I winced inside; though I was careful to make sure no sign of it showed on my face. He had labelled Marie with a tag I neither agreed with, nor would have wanted to hear applied to her even if I had agreed with it. At the same time, I had to admit he had laid out a good argument. I said as much.
“Time will tell, of course,” he answered. “I’ll say one thing, though.” He turned and met my eyes directly with his. “I’ve never felt happier in my life than when I realized that it was a settled thing, an unchangeable thing, that I was coming forward like this.”
“Well,” I said, a little lamely. “I’m glad.”
“I think even if Bettijean hadn’t wanted to come along, I still wouldn’t have hesitated.”
I opened my mouth to ask who Bettijean was, and then closed it again. One more thing had evidently been going on under my nose without my noticing. I would ask Ellen later.
“I’d better get back to the others,” I said.

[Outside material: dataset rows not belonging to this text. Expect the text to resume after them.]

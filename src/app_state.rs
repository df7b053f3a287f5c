use std::sync::Arc;

use crate::services::{
    images::ImageSource, queue::JobQueue, tag_validation::TagValidator, vision::VisionOracle,
};

/// Collaborators for one drain run.
#[derive(Clone)]
pub struct WorkerState {
    pub queue: Arc<dyn JobQueue>,
    pub images: Arc<dyn ImageSource>,
    pub oracle: Arc<dyn VisionOracle>,
    pub validator: TagValidator,
}

impl WorkerState {
    pub fn new(
        queue: impl JobQueue + 'static,
        images: impl ImageSource + 'static,
        oracle: impl VisionOracle + 'static,
        validator: TagValidator,
    ) -> Self {
        Self {
            queue: Arc::new(queue),
            images: Arc::new(images),
            oracle: Arc::new(oracle),
            validator,
        }
    }
}
use chrono::{DateTime, Utc};
use serde::de::DeserializeOwned;
use serde::{Deserialize, Deserializer, Serialize};
use strum::Display;

/// Stage of a tag extraction job within a single drain run.
///
/// Stages only move forward; any failure jumps straight to `Submitted`.
#[derive(Debug, Clone, Copy, PartialEq, Eq, Display)]
#[strum(serialize_all = "snake_case")]
pub enum JobStage {
    Pending,
    Fetching,
    Invoking,
    Validating,
    Submitted,
}

/// A pending "find the player tag" request as served by the remote queue.
#[derive(Debug, Clone, Serialize, Deserialize, PartialEq)]
#[serde(rename_all = "camelCase")]
pub struct Job {
    pub id: String,

    #[serde(default, deserialize_with = "lenient")]
    pub message_id: Option<String>,

    #[serde(default, deserialize_with = "lenient")]
    pub channel_id: Option<String>,

    #[serde(default, deserialize_with = "lenient")]
    pub guild_id: Option<String>,

    #[serde(default, deserialize_with = "lenient")]
    pub user_id: Option<String>,

    #[serde(default, deserialize_with = "lenient")]
    pub user_tag: Option<String>,

    /// Epoch milliseconds at which the request was queued.
    #[serde(default, deserialize_with = "lenient")]
    pub timestamp: Option<i64>,

    #[serde(default, deserialize_with = "lenient")]
    pub retry_count: u32,

    #[serde(default)]
    pub image_urls: Vec<String>,
}

/// Pass-through fields fall back to their default on `null` or a mistyped
/// value, so one odd record cannot break the whole pending batch.
fn lenient<'de, D, T>(deserializer: D) -> Result<T, D::Error>
where
    D: Deserializer<'de>,
    T: DeserializeOwned + Default,
{
    let value = serde_json::Value::deserialize(deserializer)?;
    Ok(serde_json::from_value(value).unwrap_or_default())
}

impl Job {
    pub fn queued_at(&self) -> Option<DateTime<Utc>> {
        self.timestamp.and_then(DateTime::from_timestamp_millis)
    }
}

/// Outcome record submitted back to the queue, one per job.
///
/// Field names on the wire follow the queue API (`requestId`, `playerTag`).
#[derive(Debug, Clone, Serialize, Deserialize, PartialEq)]
pub struct JobResult {
    #[serde(rename = "requestId")]
    pub job_id: String,

    pub success: bool,

    #[serde(rename = "playerTag", skip_serializing_if = "Option::is_none", default)]
    pub extracted_tag: Option<String>,

    #[serde(rename = "errorMessage", skip_serializing_if = "Option::is_none", default)]
    pub error_message: Option<String>,
}

impl JobResult {
    pub fn success(job_id: &str, tag: String) -> Self {
        Self {
            job_id: job_id.to_string(),
            success: true,
            extracted_tag: Some(tag),
            error_message: None,
        }
    }

    pub fn failure(job_id: &str, message: impl Into<String>) -> Self {
        Self {
            job_id: job_id.to_string(),
            success: false,
            extracted_tag: None,
            error_message: Some(message.into()),
        }
    }
}

#[cfg(test)]
mod tests {
    use super::*;

    #[test]
    fn test_job_only_requires_id() {
        let job: Job = serde_json::from_str(r#"{"id": "req-1"}"#).unwrap();
        assert_eq!(job.id, "req-1");
        assert!(job.image_urls.is_empty());
        assert_eq!(job.retry_count, 0);
        assert!(job.queued_at().is_none());
    }

    #[test]
    fn test_job_passes_through_optional_fields() {
        let job: Job = serde_json::from_str(
            r#"{
                "id": "req-2",
                "messageId": "m1",
                "channelId": "c1",
                "guildId": "g1",
                "userId": "u1",
                "userTag": "someone#0001",
                "timestamp": 1700000000000,
                "retryCount": 2,
                "imageUrls": ["https://cdn.example/a.png", "https://cdn.example/b.png"]
            }"#,
        )
        .unwrap();
        assert_eq!(job.user_tag.as_deref(), Some("someone#0001"));
        assert_eq!(job.retry_count, 2);
        assert_eq!(job.image_urls.len(), 2);
        assert_eq!(job.image_urls[0], "https://cdn.example/a.png");
        assert_eq!(job.queued_at().unwrap().timestamp(), 1_700_000_000);
    }

    #[test]
    fn test_mistyped_pass_through_fields_fall_back() {
        let job: Job = serde_json::from_str(
            r#"{
                "id": "req-3",
                "userId": 42,
                "userTag": null,
                "timestamp": "2025-01-01",
                "retryCount": null,
                "imageUrls": ["https://cdn.example/a.png"]
            }"#,
        )
        .unwrap();
        assert_eq!(job.user_id, None);
        assert_eq!(job.user_tag, None);
        assert_eq!(job.timestamp, None);
        assert_eq!(job.retry_count, 0);
        assert_eq!(job.image_urls, ["https://cdn.example/a.png"]);

        let job: Job = serde_json::from_str(r#"{"id": "req-4", "retryCount": -1}"#).unwrap();
        assert_eq!(job.retry_count, 0);
    }

    #[test]
    fn test_success_result_wire_shape() {
        let value = serde_json::to_value(JobResult::success("req-1", "#2YLJPV0LQ".into())).unwrap();
        assert_eq!(
            value,
            serde_json::json!({"requestId": "req-1", "success": true, "playerTag": "#2YLJPV0LQ"})
        );
    }

    #[test]
    fn test_failure_result_omits_tag() {
        let value = serde_json::to_value(JobResult::failure("req-1", "no images")).unwrap();
        assert_eq!(
            value,
            serde_json::json!({"requestId": "req-1", "success": false, "errorMessage": "no images"})
        );
    }

    #[test]
    fn test_stage_names() {
        assert_eq!(JobStage::Fetching.to_string(), "fetching");
        assert_eq!(JobStage::Submitted.to_string(), "submitted");
    }
}
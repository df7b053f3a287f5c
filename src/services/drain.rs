use futures::FutureExt;
use std::any::Any;
use std::panic::AssertUnwindSafe;
use std::time::Instant;
use tracing::Instrument;
use uuid::Uuid;

use crate::app_state::WorkerState;
use crate::models::job::{Job, JobResult, JobStage};
use crate::models::tag::{Rejection, TagOutcome};
use crate::services::images::ImageError;
use crate::services::queue::QueueError;
use crate::services::vision::OracleError;
use crate::telemetry::{JOBS_FAILED, JOBS_PROCESSED, JOBS_SUCCEEDED, ORACLE_SECONDS};

/// Error message reported when the model answer holds no trustworthy tag.
pub const TAG_NOT_FOUND_MESSAGE: &str = "Could not extract player tag from images";

/// Counters for one drain run.
#[derive(Debug, Clone, Copy, Default, PartialEq, Eq)]
pub struct RunSummary {
    pub processed: usize,
    pub succeeded: usize,
    pub failed: usize,
}

/// Why a single job ended without a tag. Never aborts the run.
#[derive(Debug, thiserror::Error)]
pub enum JobFailure {
    #[error(transparent)]
    NoImages(#[from] ImageError),

    #[error(transparent)]
    Oracle(#[from] OracleError),

    #[error("{msg}", msg = TAG_NOT_FOUND_MESSAGE)]
    TagNotFound(Rejection),

    #[error("Job pipeline panicked: {0}")]
    Panicked(String),
}

/// Process every pending job once, in queue order, and report the counts.
///
/// Only a failure to list the pending jobs is returned as an error. Each
/// job's failure is reported back to the queue as a failed result, and a
/// result that cannot be submitted is logged and dropped.
pub async fn drain_queue(state: &WorkerState) -> Result<RunSummary, QueueError> {
    let run_id = Uuid::new_v4();

    let jobs = state.queue.pending().await?;
    tracing::info!(run_id = %run_id, count = jobs.len(), "Fetched pending jobs");

    let mut summary = RunSummary::default();
    let total = jobs.len();

    for (index, job) in jobs.iter().enumerate() {
        let span = tracing::info_span!("job", run_id = %run_id, job_id = %job.id);
        let succeeded = run_job(state, job, index + 1, total).instrument(span).await;

        summary.processed += 1;
        if succeeded {
            summary.succeeded += 1;
        } else {
            summary.failed += 1;
        }
    }

    tracing::info!(
        run_id = %run_id,
        processed = summary.processed,
        succeeded = summary.succeeded,
        failed = summary.failed,
        "Drain run complete"
    );

    Ok(summary)
}

/// Drive one job to `Submitted`. Returns whether a tag was extracted.
async fn run_job(state: &WorkerState, job: &Job, position: usize, total: usize) -> bool {
    tracing::info!(
        position,
        total,
        user_tag = job.user_tag.as_deref().unwrap_or(""),
        images = job.image_urls.len(),
        retry_count = job.retry_count,
        queued_at = ?job.queued_at(),
        stage = %JobStage::Pending,
        "Processing job"
    );

    let outcome = AssertUnwindSafe(extract_tag(state, job))
        .catch_unwind()
        .await
        .unwrap_or_else(|panic| Err(JobFailure::Panicked(panic_message(panic.as_ref()))));

    metrics::counter!(JOBS_PROCESSED).increment(1);

    let result = match outcome {
        Ok(tag) => {
            tracing::info!(tag = %tag, "Extracted player tag");
            metrics::counter!(JOBS_SUCCEEDED).increment(1);
            JobResult::success(&job.id, tag)
        }
        Err(failure) => {
            match &failure {
                JobFailure::TagNotFound(rejection) => {
                    tracing::warn!(reason = %rejection, "No usable tag in model answer")
                }
                other => tracing::warn!(error = %other, "Job failed"),
            }
            metrics::counter!(JOBS_FAILED).increment(1);
            JobResult::failure(&job.id, failure.to_string())
        }
    };

    let succeeded = result.success;
    match state.queue.submit(&result).await {
        Ok(()) => {
            tracing::info!(success = succeeded, stage = %JobStage::Submitted, "Submitted result")
        }
        Err(e) => tracing::error!(
            success = succeeded,
            error = %e,
            "Failed to submit result, dropping it"
        ),
    }

    succeeded
}

/// Fetch, invoke, validate. Short-circuits on the first failing stage.
async fn extract_tag(state: &WorkerState, job: &Job) -> Result<String, JobFailure> {
    tracing::debug!(stage = %JobStage::Fetching, "Downloading images");
    let images = state.images.fetch_all(&job.image_urls).await?;

    tracing::debug!(stage = %JobStage::Invoking, images = images.len(), "Calling vision model");
    let start = Instant::now();
    let answer = state.oracle.transcribe(images).await;
    metrics::histogram!(ORACLE_SECONDS).record(start.elapsed().as_secs_f64());
    let answer = answer?;

    tracing::debug!(stage = %JobStage::Validating, answer = %answer.trim(), "Validating answer");
    match state.validator.validate(&answer) {
        TagOutcome::Found(tag) => Ok(tag),
        TagOutcome::NotFound(rejection) => Err(JobFailure::TagNotFound(rejection)),
    }
}

fn panic_message(payload: &(dyn Any + Send)) -> String {
    if let Some(s) = payload.downcast_ref::<&str>() {
        s.to_string()
    } else if let Some(s) = payload.downcast_ref::<String>() {
        s.clone()
    } else {
        "unknown panic".to_string()
    }
}
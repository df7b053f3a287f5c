use garde::Validate;
use serde::Deserialize;
use std::time::Duration;

use crate::models::tag::{InvalidAlphabet, TagAlphabet, DEFAULT_TAG_ALPHABET};

/// Settings for the queue worker, read from the environment (or `.env`).
#[derive(Debug, Deserialize, Validate)]
pub struct WorkerConfig {
    /// Base URL of the bot backend serving `/api/queue/*`
    #[garde(length(min = 1))]
    pub remote_api_url: String,

    /// Bearer token for the queue API
    #[garde(length(min = 1))]
    pub queue_api_secret: String,

    /// OpenAI-compatible chat completions URL (e.g. LM Studio)
    #[garde(length(min = 1))]
    pub lm_studio_endpoint: String,

    /// Model name sent with each vision request
    #[serde(default = "default_vision_model")]
    #[garde(length(min = 1))]
    pub vision_model: String,

    #[serde(default = "default_vision_max_tokens")]
    #[garde(range(min = 1))]
    pub vision_max_tokens: u32,

    /// Whole-request budget for one vision call
    #[serde(default = "default_vision_timeout_secs")]
    #[garde(range(min = 1))]
    pub vision_timeout_secs: u64,

    /// Whole-request budget for one image download
    #[serde(default = "default_image_timeout_secs")]
    #[garde(range(min = 1))]
    pub image_timeout_secs: u64,

    /// Characters a player tag may use after the `#`
    #[serde(default = "default_tag_alphabet")]
    #[garde(length(min = 1))]
    pub tag_alphabet: String,

    /// Where to write the Prometheus text snapshot after a run, if anywhere
    #[serde(default)]
    #[garde(skip)]
    pub metrics_file: Option<String>,
}

fn default_vision_model() -> String {
    "vision-model".to_string()
}

fn default_vision_max_tokens() -> u32 {
    100
}

fn default_vision_timeout_secs() -> u64 {
    120
}

fn default_image_timeout_secs() -> u64 {
    30
}

fn default_tag_alphabet() -> String {
    DEFAULT_TAG_ALPHABET.to_string()
}

impl WorkerConfig {
    pub fn from_env() -> Result<Self, ConfigError> {
        dotenvy::dotenv().ok();
        Self::from_vars(std::env::vars())
    }

    /// Build from explicit `(NAME, value)` pairs.
    pub fn from_vars<I>(vars: I) -> Result<Self, ConfigError>
    where
        I: IntoIterator<Item = (String, String)>,
    {
        let config: Self = envy::from_iter(vars)?;
        config.validate()?;
        config.alphabet()?;
        Ok(config)
    }

    pub fn alphabet(&self) -> Result<TagAlphabet, ConfigError> {
        Ok(self.tag_alphabet.parse()?)
    }

    pub fn vision_timeout(&self) -> Duration {
        Duration::from_secs(self.vision_timeout_secs)
    }

    pub fn image_timeout(&self) -> Duration {
        Duration::from_secs(self.image_timeout_secs)
    }
}

/// Settings for the Gemini bridge.
#[derive(Debug, Deserialize, Validate)]
pub struct BridgeConfig {
    /// OpenAI-compatible chat completions URL (e.g. LM Studio)
    #[garde(length(min = 1))]
    pub lm_studio_endpoint: String,

    #[serde(default = "default_bridge_timeout_secs")]
    #[garde(range(min = 1))]
    pub bridge_timeout_secs: u64,
}

fn default_bridge_timeout_secs() -> u64 {
    60
}

impl BridgeConfig {
    pub fn from_env() -> Result<Self, ConfigError> {
        dotenvy::dotenv().ok();
        let config: Self = envy::from_env()?;
        config.validate()?;
        Ok(config)
    }

    pub fn timeout(&self) -> Duration {
        Duration::from_secs(self.bridge_timeout_secs)
    }
}

#[derive(Debug, thiserror::Error)]
pub enum ConfigError {
    #[error("Failed to read environment: {0}")]
    Env(#[from] envy::Error),

    #[error("Invalid configuration: {0}")]
    Invalid(#[from] garde::Report),

    #[error("Invalid TAG_ALPHABET: {0}")]
    Alphabet(#[from] InvalidAlphabet),
}

#[cfg(test)]
mod tests {
    use super::*;

    fn vars(pairs: &[(&str, &str)]) -> Vec<(String, String)> {
        pairs
            .iter()
            .map(|(k, v)| (k.to_string(), v.to_string()))
            .collect()
    }

    const REQUIRED: &[(&str, &str)] = &[
        ("REMOTE_API_URL", "https://bot.example"),
        ("QUEUE_API_SECRET", "s3cret"),
        ("LM_STUDIO_ENDPOINT", "http://localhost:1234/v1/chat/completions"),
    ];

    #[test]
    fn test_defaults() {
        let config = WorkerConfig::from_vars(vars(REQUIRED)).unwrap();
        assert_eq!(config.vision_model, "vision-model");
        assert_eq!(config.vision_max_tokens, 100);
        assert_eq!(config.vision_timeout(), Duration::from_secs(120));
        assert_eq!(config.image_timeout(), Duration::from_secs(30));
        assert_eq!(config.alphabet().unwrap(), TagAlphabet::default());
        assert!(config.metrics_file.is_none());
    }

    #[test]
    fn test_metrics_file() {
        let mut pairs = REQUIRED.to_vec();
        pairs.push(("METRICS_FILE", "/var/lib/node_exporter/tag_worker.prom"));
        let config = WorkerConfig::from_vars(vars(&pairs)).unwrap();
        assert_eq!(
            config.metrics_file.as_deref(),
            Some("/var/lib/node_exporter/tag_worker.prom")
        );
    }

    #[test]
    fn test_missing_endpoint() {
        let err = WorkerConfig::from_vars(vars(&REQUIRED[..2])).unwrap_err();
        assert!(matches!(err, ConfigError::Env(_)));
    }

    #[test]
    fn test_empty_secret_rejected() {
        let mut pairs = REQUIRED.to_vec();
        pairs[1] = ("QUEUE_API_SECRET", "");
        let err = WorkerConfig::from_vars(vars(&pairs)).unwrap_err();
        assert!(matches!(err, ConfigError::Invalid(_)));
    }

    #[test]
    fn test_custom_alphabet() {
        let mut pairs = REQUIRED.to_vec();
        pairs.push(("TAG_ALPHABET", "0289PYLQGRJCUVOA"));
        let config = WorkerConfig::from_vars(vars(&pairs)).unwrap();
        assert!(config.alphabet().unwrap().contains('A'));

        let mut pairs = REQUIRED.to_vec();
        pairs.push(("TAG_ALPHABET", "abc"));
        let err = WorkerConfig::from_vars(vars(&pairs)).unwrap_err();
        assert!(matches!(err, ConfigError::Alphabet(InvalidAlphabet::Character('a'))));
    }
}
use metrics_exporter_prometheus::{BuildError, PrometheusBuilder, PrometheusHandle};

pub const JOBS_PROCESSED: &str = "tag_jobs_processed_total";
pub const JOBS_SUCCEEDED: &str = "tag_jobs_succeeded_total";
pub const JOBS_FAILED: &str = "tag_jobs_failed_total";
pub const ORACLE_SECONDS: &str = "tag_oracle_seconds";

/// Register help text for every metric the drain records.
pub fn describe_metrics() {
    metrics::describe_counter!(JOBS_PROCESSED, "Jobs taken from the queue");
    metrics::describe_counter!(JOBS_SUCCEEDED, "Jobs that yielded a valid tag");
    metrics::describe_counter!(JOBS_FAILED, "Jobs reported back as failed");
    metrics::describe_histogram!(ORACLE_SECONDS, "Latency of one vision model call");
}

/// Install the global Prometheus recorder and describe the drain metrics.
///
/// The returned handle renders the text exposition format, which the worker
/// writes out once the run is over.
pub fn install_recorder() -> Result<PrometheusHandle, BuildError> {
    let handle = PrometheusBuilder::new().install_recorder()?;
    describe_metrics();
    Ok(handle)
}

After the celebration had begun to settle down a bit, I got up on my customary jeep-rostrum to tell them what we would be doing in the next few days. I said that we would start setting up the community again, here. Meanwhile, Doc would be flying surveys to locate other human settlements in this future world. He would, in fact, fly a spiral course out of this area; and the navigating equipment of the plane could be used to map the ground he covered, in the sense that it would store up information about it, which could later be recalled on the view screen of the control panel.
“How soon do you think we’ll find other people?” some male voice I did not recognize, somewhere toward the back of the crowd, asked.
“I can’t make any guesses,” I said. “Actually, if I was betting, I’d bet they’d find us first.”
There was a silence; and I suddenly realized they were waiting for me to expand on that.
“This is the future,” I said. “Porniarsk and I found evidence that up here they may be doing something about the time storm. If that’s the case, they have to be pretty competent technologically. I’m assuming that sooner or later, and probably sooner, the fact that we’re here will register on whatever sort of sensing equipment they’ve got. For one thing, if they’re aware of the time storm, they’re going to know that a chunk of their real estate suddenly got exchanged by the time storm forces for a chunk from the past.”
There were a lot more questions after that, some serious, some not so, covering everything from what future humans would look like to whether we should post guards—against animals, if not humans—until we learned that this was unnecessary. I turned that suggestion over to Doc, who thought it was a good idea. The session ended with Bill climbing into the jeep and making himself somewhat unpopular by saying that he wanted to start tomorrow morning getting a complete inventory of everything we had left after those leaving had taken what they wanted; and he wanted everybody to cooperate by listing their own possessions.
I broke away from the gathering before it finally ended and got together with Porniarsk in the lab. The view we had in the tank was essentially the same as the one that had been in it before our move. The difference was that now it was real rather than extrapolated; and there were minor corrections in its display because of that.
“Try it now,” I said to Porniarsk. “See if we can extrapolate forward from here, now that it’s the present.”
He worked with the equipment for perhaps twenty minutes.
“No,” he said. “It’s still hesitating over inconsistencies.”
“Then we’ve landed in the right place—or time, I mean,” I said. “To tell the truth, I’ve been a little worried. Between you and me, I half-expected the people from this time to be waiting for us when we appeared.”
“You were assuming that our activity of time forces would at once attract their attention? I would have thought so, too.”